但肖鸿风看到了,嗤了一声:“竞争只会出现在实力相近的人之间,你培养这个林什么熙,拿什么和小言抢郁临宵?就凭他的又蠢又丑?”
郁连成:“凭匹配度。”
“匹配度高就应该在一起,这什么歪理邪说?”
肖鸿风端着酒杯,眼底轻蔑的冷笑是不加掩饰的嘲讽。
“alpha会遵循生理反应选择与他匹配度高的omega,这是雄性的本能。”
郁连成放下刀叉,盘中的鸡腿只剩下干净的骨头。
他随手拿起桌子上的消毒毛巾,仔细擦拭着手指上沾到的油渍,动作优雅从容。
肖鸿风又是一声冷笑:“你到现在还没结婚,是没有找到高匹配度的伴侣?”
郁连成:“算是。”
肖鸿风放下酒杯:“在家等着,明天我去提亲。”
郁连成蓦地抬起眼,锐利眼神让狭长眼眸染上寒冷冰雾:“你说什么?”
每一个都是从牙缝里挤出来,狠厉的让人脊背发寒。
“你说的,要找匹配度高的伴侣。”肖鸿风对他凌厉的眼神视而不见,凑过去靠近郁连成说道:“你可能还不知道,咱俩匹配度有99%。”
撕啦!郁连成手指用力把消毒毛巾扯烂了。
肖鸿风挑了挑眉头,“别激动!小言还看着。”
池言确实看向了这边,郁连成即将冲口而出的骂声咽了回去。
他收敛眼底怒气,朝着池言所在的方向举了举酒杯,笑容温和儒雅:“今天的鸡腿很好吃。”
池言回以微笑:“二叔喜欢就好。”
“很喜欢。”
郁连成喝了一口杯中的酒,垂下眸子时眼神冷的像冰。
他双唇微动,言语凌厉:“肖鸿风,今天池言在这里我不和你计较。”
“提起匹配度的人是你,翻脸的也是你。”肖鸿风沉着脸说:“郁老二,昨天的事我不和你计较,如果你敢在过几天郁临宵易感期里搞事,别怪我不顾忌多年情分。”
郁连成:“你我之间有情分?”
“我等的就是你这句话。”肖鸿风毫不隐藏自己的目的:“这几天我会盯紧你,我儿子和郁临宵之间的事,你别想插手。”

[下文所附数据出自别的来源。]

/*
 *  config.rs
 *
 *  lcdticker - stock forecasts on a character LCD
 *  (c) 2020-26 Stuart Hunter
 *
 *  YAML configuration layered under command line overrides
 *
 *  This program is free software: you can redistribute it and/or modify
 *  it under the terms of the GNU General Public License as published by
 *  the Free Software Foundation, either version 3 of the License, or
 *  (at your option) any later version.
 *
 *  This program is distributed in the hope that it will be useful,
 *  but WITHOUT ANY WARRANTY; without even the implied warranty of
 *  MERCHANTABILITY or FITNESS FOR A PARTICULAR PURPOSE.  See the
 *  GNU General Public License for more details.
 *
 *  See <http://www.gnu.org/licenses/> to get a copy of the GNU General
 *  Public License.
 *
 */

use clap::{ArgAction, Parser, ValueHint};
use dirs_next::home_dir;
use serde::{Deserialize, Serialize};
use std::collections::BTreeMap;
use std::time::Duration;
use std::{fs, path::{Path, PathBuf}};
use thiserror::Error;

use lcdticker_driver_hd44780::address::DEFAULT_ADDRESS;
use lcdticker_driver_hd44780::{Glyph, GlyphSet, LineLayout};

/// Tickers cycled by next/prev when none are configured.
pub const DEFAULT_TICKERS: [&str; 5] = ["AAPL", "GOOG", "META", "TSLA", "MSFT"];

/// How long "Message Received" stays up before the forecast.
pub const DEFAULT_ACK_MS: u64 = 3000;

/// Error type for config loading/validation.
#[derive(Debug, Error)]
pub enum ConfigError {
    #[error("YAML parse error: {0}")]
    Yaml(#[from] serde_yaml::Error),
    #[error("I/O error: {0}")]
    Io(#[from] std::io::Error),
    #[error("Validation error: {0}")]
    Validation(String),
}

/// Top-level app configuration.
#[derive(Debug, Clone, Serialize, Deserialize, Default)]
pub struct Config {
    pub log_level: Option<String>,     // e.g., "info" | "debug"
    pub display: Option<DisplayConfig>,
    /// next/prev carousel, in order
    pub tickers: Option<Vec<String>>,
    /// TCP address for the line-based message listener, e.g. "0.0.0.0:5005"
    pub listen: Option<String>,
    /// read messages from standard input as well
    pub stdin: Option<bool>,
    pub ack_ms: Option<u64>,
    pub forecast: Option<ForecastConfig>,
    pub gpio: Option<GpioConfig>,
}

#[derive(Debug, Clone, Serialize, Deserialize, Default)]
pub struct DisplayConfig {
    /// explicit device address, skips probing
    pub address: Option<u8>,
    /// used when probing finds nothing
    pub default_address: Option<u8>,
    /// I2C bus number; derived from the board revision when absent
    pub bus: Option<u8>,
    /// board revision override (1 selects bus 0)
    pub revision: Option<u32>,
    pub lines: Option<u8>,
    pub columns: Option<u8>,
    pub backlight: Option<bool>,
    /// software panel instead of /dev/i2c-N
    pub emulated: Option<bool>,
    /// scan the bus with i2cdetect when no explicit address is set
    pub probe: Option<bool>,
    pub probe_timeout_ms: Option<u64>,
    /// up to eight glyphs of eight "01010" rows each
    pub glyphs: Option<Vec<Vec<String>>>,
}

impl DisplayConfig {
    pub fn lines(&self) -> u8 {
        self.lines.unwrap_or(2)
    }

    pub fn columns(&self) -> u8 {
        self.columns.unwrap_or(16)
    }

    pub fn backlight(&self) -> bool {
        self.backlight.unwrap_or(true)
    }

    pub fn emulated(&self) -> bool {
        self.emulated.unwrap_or(false)
    }

    pub fn probe(&self) -> bool {
        self.probe.unwrap_or(true)
    }

    pub fn default_address(&self) -> u8 {
        self.default_address.unwrap_or(DEFAULT_ADDRESS)
    }

    pub fn probe_timeout(&self) -> Duration {
        Duration::from_millis(self.probe_timeout_ms.unwrap_or(2000))
    }

    /// Configured glyphs over the default outline set.
    pub fn glyph_set(&self) -> Result<GlyphSet, ConfigError> {
        let Some(patterns) = self.glyphs.as_ref() else {
            return Ok(GlyphSet::default());
        };
        let glyphs = patterns
            .iter()
            .map(|rows| Glyph::parse(rows.as_slice()))
            .collect::<Result<Vec<_>, _>>()
            .map_err(|e| ConfigError::Validation(format!("display glyphs: {}", e)))?;
        GlyphSet::from_glyphs(&glyphs)
            .map_err(|e| ConfigError::Validation(format!("display glyphs: {}", e)))
    }
}

/// Where scores come from.
#[derive(Debug, Clone, Serialize, Deserialize, Default)]
pub struct ForecastConfig {
    /// fixed ticker -> score table
    pub scores: Option<BTreeMap<String, f64>>,
    /// external scorer, run as `program args... TICKER`
    pub program: Option<PathBuf>,
    pub args: Option<Vec<String>>,
}

/// BCM pin numbers of the three push buttons.
#[derive(Debug, Clone, Serialize, Deserialize, Default)]
pub struct GpioConfig {
    pub previous: Option<u8>,
    pub select: Option<u8>,
    pub next: Option<u8>,
    pub poll_ms: Option<u64>,
}

impl Config {
    pub fn display(&self) -> DisplayConfig {
        self.display.clone().unwrap_or_default()
    }

    pub fn tickers(&self) -> Vec<String> {
        self.tickers
            .clone()
            .unwrap_or_else(|| DEFAULT_TICKERS.iter().map(|s| s.to_string()).collect())
    }

    pub fn ack(&self) -> Duration {
        Duration::from_millis(self.ack_ms.unwrap_or(DEFAULT_ACK_MS))
    }

    pub fn stdin(&self) -> bool {
        self.stdin.unwrap_or(true)
    }
}

/// CLI overrides. All fields are Options so we can layer them over YAML.
#[derive(Debug, Parser, Clone, Default)]
#[command(name = "lcdticker", version, about = "Stock ticker forecasts on a character LCD")]
pub struct Cli {
    /// Path to a YAML config file (overrides search)
    #[arg(long, short = 'c', value_hint = ValueHint::FilePath)]
    pub config: Option<PathBuf>,
    #[arg(long)]
    pub log_level: Option<String>,
    /// Enable debug log level
    #[arg(long, short = 'v', alias = "verbose", action = ArgAction::SetTrue)]
    pub debug: bool,
    /// Display I2C address, e.g. 0x27
    #[arg(long, value_parser = parse_address)]
    pub address: Option<u8>,
    #[arg(long)]
    pub bus: Option<u8>,
    #[arg(long)]
    pub lines: Option<u8>,
    #[arg(long)]
    pub columns: Option<u8>,
    #[arg(long, action = ArgAction::Set)]
    pub backlight: Option<bool>,
    #[arg(long, action = ArgAction::Set)]
    pub emulated: Option<bool>,
    /// Comma separated carousel, e.g. AAPL,GOOG
    #[arg(long, value_delimiter = ',')]
    pub tickers: Option<Vec<String>>,
    #[arg(long)]
    pub listen: Option<String>,
    #[arg(long, action = ArgAction::Set)]
    pub stdin: Option<bool>,
    #[arg(long)]
    pub ack_ms: Option<u64>,
    /// dump fully merged config (after overrides) and exit
    #[arg(long, action = ArgAction::SetTrue)]
    pub dump_config: bool,
}

/// Accepts `0x27`, `0X27` or plain decimal.
pub fn parse_address(s: &str) -> Result<u8, String> {
    let s = s.trim();
    let parsed = match s.strip_prefix("0x").or_else(|| s.strip_prefix("0X")) {
        Some(hex) => u8::from_str_radix(hex, 16),
        None => s.parse::<u8>(),
    };
    parsed.map_err(|e| format!("invalid address '{}': {}", s, e))
}

/// Public entry point: parse CLI, read YAML, merge, validate.
pub fn load() -> Result<Config, ConfigError> {
    let cli = Cli::parse();
    let cfg = load_with(&cli)?;

    if cli.dump_config {
        // Pretty YAML of effective config (nice for debugging)
        let s = serde_yaml::to_string(&cfg)?;
        println!("{s}");
        std::process::exit(0);
    }

    Ok(cfg)
}

/// Layer defaults, YAML and `cli`, then validate.
pub fn load_with(cli: &Cli) -> Result<Config, ConfigError> {
    // 1) defaults (from `Default` impl)
    let mut cfg = Config::default();

    // 2) YAML file (explicit path or search)
    if let Some(p) = cli.config.as_ref() {
        if p.exists() {
            let y = read_yaml(p)?;
            merge(&mut cfg, y);
        } else {
            return Err(ConfigError::Validation(format!(
                "Config file not found: {}",
                p.display()
            )));
        }
    } else if let Some(p) = find_config_file() {
        let y = read_yaml(&p)?;
        merge(&mut cfg, y);
    }

    // 3) CLI overrides (highest precedence)
    apply_cli_overrides(&mut cfg, cli);

    // 4) Validate
    validate(&cfg)?;

    Ok(cfg)
}

/// Try common locations in order (first hit wins).
fn find_config_file() -> Option<PathBuf> {
    // XDG-style: ~/.config/lcdticker/config.yaml
    if let Some(home) = home_dir() {
        let p = home.join(".config/lcdticker/config.yaml");
        if p.exists() { return Some(p) }
        let p = home.join(".config/lcdticker.yaml");
        if p.exists() { return Some(p) }
    }
    // project local
    for candidate in &["lcdticker.yaml", "config.yaml", "config/lcdticker.yaml"] {
        let p = PathBuf::from(candidate);
        if p.exists() { return Some(p) }
    }
    None
}

pub fn read_yaml(path: &Path) -> Result<Config, ConfigError> {
    let s = fs::read_to_string(path)?;
    parse_yaml(&s)
}
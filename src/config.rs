use anyhow::Context;

const DEFAULT_MAX_UPLOAD_SIZE: usize = 5 * 1024 * 1024;

#[derive(Debug, Clone)]
pub struct Config {
    pub host: String,
    pub port: u16,
    pub database_url: String,
    pub jwt_secret_key: String,
    pub jwt_expires_in: String,
    pub asset_store_url: String,
    pub asset_store_api_key: String,
    pub max_upload_size: usize,
    pub cors_allow_origin: String,
}

impl Config {
    pub fn from_env() -> anyhow::Result<Self> {
        let host = std::env::var("HOST").unwrap_or_else(|_| "0.0.0.0".to_string());
        let port = std::env::var("PORT")
            .unwrap_or_else(|_| "8080".to_string())
            .parse()
            .context("PORT must be a valid port number")?;

        let database_url =
            std::env::var("DATABASE_URL").context("DATABASE_URL must be set")?;

        let jwt_secret_key =
            std::env::var("JWT_SECRET_KEY").context("JWT_SECRET_KEY must be set")?;
        let jwt_expires_in =
            std::env::var("JWT_EXPIRES_IN").unwrap_or_else(|_| "24h".to_string());

        let asset_store_url =
            std::env::var("ASSET_STORE_URL").context("ASSET_STORE_URL must be set")?;
        let asset_store_api_key = std::env::var("ASSET_STORE_API_KEY").unwrap_or_default();

        let max_upload_size = std::env::var("MAX_UPLOAD_SIZE")
            .ok()
            .and_then(|v| v.parse().ok())
            .unwrap_or(DEFAULT_MAX_UPLOAD_SIZE);

        let cors_allow_origin =
            std::env::var("CORS_ALLOW_ORIGIN").unwrap_or_else(|_| "*".to_string());

        Ok(Config {
            host,
            port,
            database_url,
            jwt_secret_key,
            jwt_expires_in,
            asset_store_url,
            asset_store_api_key,
            max_upload_size,
            cors_allow_origin,
        })
    }
}
use sqlx::{
    postgres::{PgConnectOptions, PgPoolOptions},
    PgPool,
};
use std::str::FromStr;
use std::time::Duration;

#[derive(Clone)]
pub struct Database {
    pub pool: PgPool,
}

impl Database {
    pub async fn new(database_url: &str) -> anyhow::Result<Self> {
        let connect_options = PgConnectOptions::from_str(database_url)?;

        let pool = PgPoolOptions::new()
            .max_connections(10)
            .min_connections(1)
            .acquire_timeout(Duration::from_secs(30))
            .idle_timeout(Duration::from_secs(600))
            .max_lifetime(Duration::from_secs(3600))
            .connect_with(connect_options)
            .await?;

        Ok(Database { pool })
    }

    pub async fn run_migrations(&self) -> anyhow::Result<()> {
        let migrations = vec![include_str!("../migrations/postgres/001_initial.sql")];

        for (idx, migration_sql) in migrations.iter().enumerate() {
            tracing::info!("Running migration {}", idx + 1);

            for statement in migration_sql.split(';') {
                // Drop comment lines so a leading comment cannot hide a statement
                let trimmed = statement
                    .lines()
                    .filter(|line| !line.trim_start().starts_with("--"))
                    .collect::<Vec<_>>()
                    .join("\n");
                let trimmed = trimmed.trim();
                if !trimmed.is_empty() {
                    match sqlx::query(trimmed).execute(&self.pool).await {
                        Ok(_) => {}
                        Err(e) => {
                            if e.to_string().contains("already exists") {
                                tracing::debug!(
                                    "Skipping existing object in migration {}: {}",
                                    idx + 1,
                                    e
                                );
                            } else {
                                tracing::warn!(
                                    "Error in migration {} statement: {} - Error: {}",
                                    idx + 1,
                                    trimmed,
                                    e
                                );
                            }
                        }
                    }
                }
            }
        }

        tracing::info!("All migrations completed");
        Ok(())
    }

    pub fn pool(&self) -> &PgPool {
        &self.pool
    }
}
pub mod auth;
pub mod password;
pub mod time;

“那要看你有没有这个本事。”郁连成扔下手中的消毒毛巾,从椅子上站起来:“不好意思,去一下洗手间。”
郁连成这一走,直到夜宴结束都没有回来。
《銮宫夜宴》在欢声笑语中落下帷幕,金銮大殿金碧辉煌,在夜里泛着璀璨容光。
节目结束后嘉宾去到休息室里更换衣服,池言走出休息室,发现容楹、纪洵都在等他。
容楹拉着他的手,笑着说:“言言,今晚和妈妈回郁家大宅吧!妈妈一个人在家睡觉害怕,想言言陪着。”
池言:“我和郁临宵一起回去。”
“郁临宵没有和你说吗?他明天一早要出差,估计一周才能回来。郁家大宅距离机场很远,不方便明天登机。”
容楹对着纪洵使了个眼色。
纪洵说道:“小言,今天我过来主要是问一下你的身体情况,该诊脉调整药方了。”
容楹接过话:“那正好,一起回郁家。等你纪伯父诊过脉以后就别走了,今晚就在家里睡,房间我都让佣人收拾好了。”
“郁哥还没从更衣室里出来,我等他……”
“回家等吧!”容楹不由分说,拽着池言走了。
纪洵临走时嘱咐纪时一:“郁临宵这边有什么情况,及时打电话告诉我。我给他调配的有抑制剂,应该可以用得到。”
纪时一后知后觉的反应过来:“叔父,原来你们今天过来是为了带走言弟弟,不让他知道郁临宵要易感期了。”
“小言还没有完全分化,郁临宵在易感期里会失去理智,完全被欲望支配,他很容易弄伤小言。”
纪洵一再强调:“记住!不要和小言说关于郁临宵易感期的事。”
纪时一:“知道了,我一定老实闭嘴。”
池言没能见到郁临宵就被带去郁家大宅,他总觉得容楹和纪洵的态度有些异常,似乎有事瞒着他。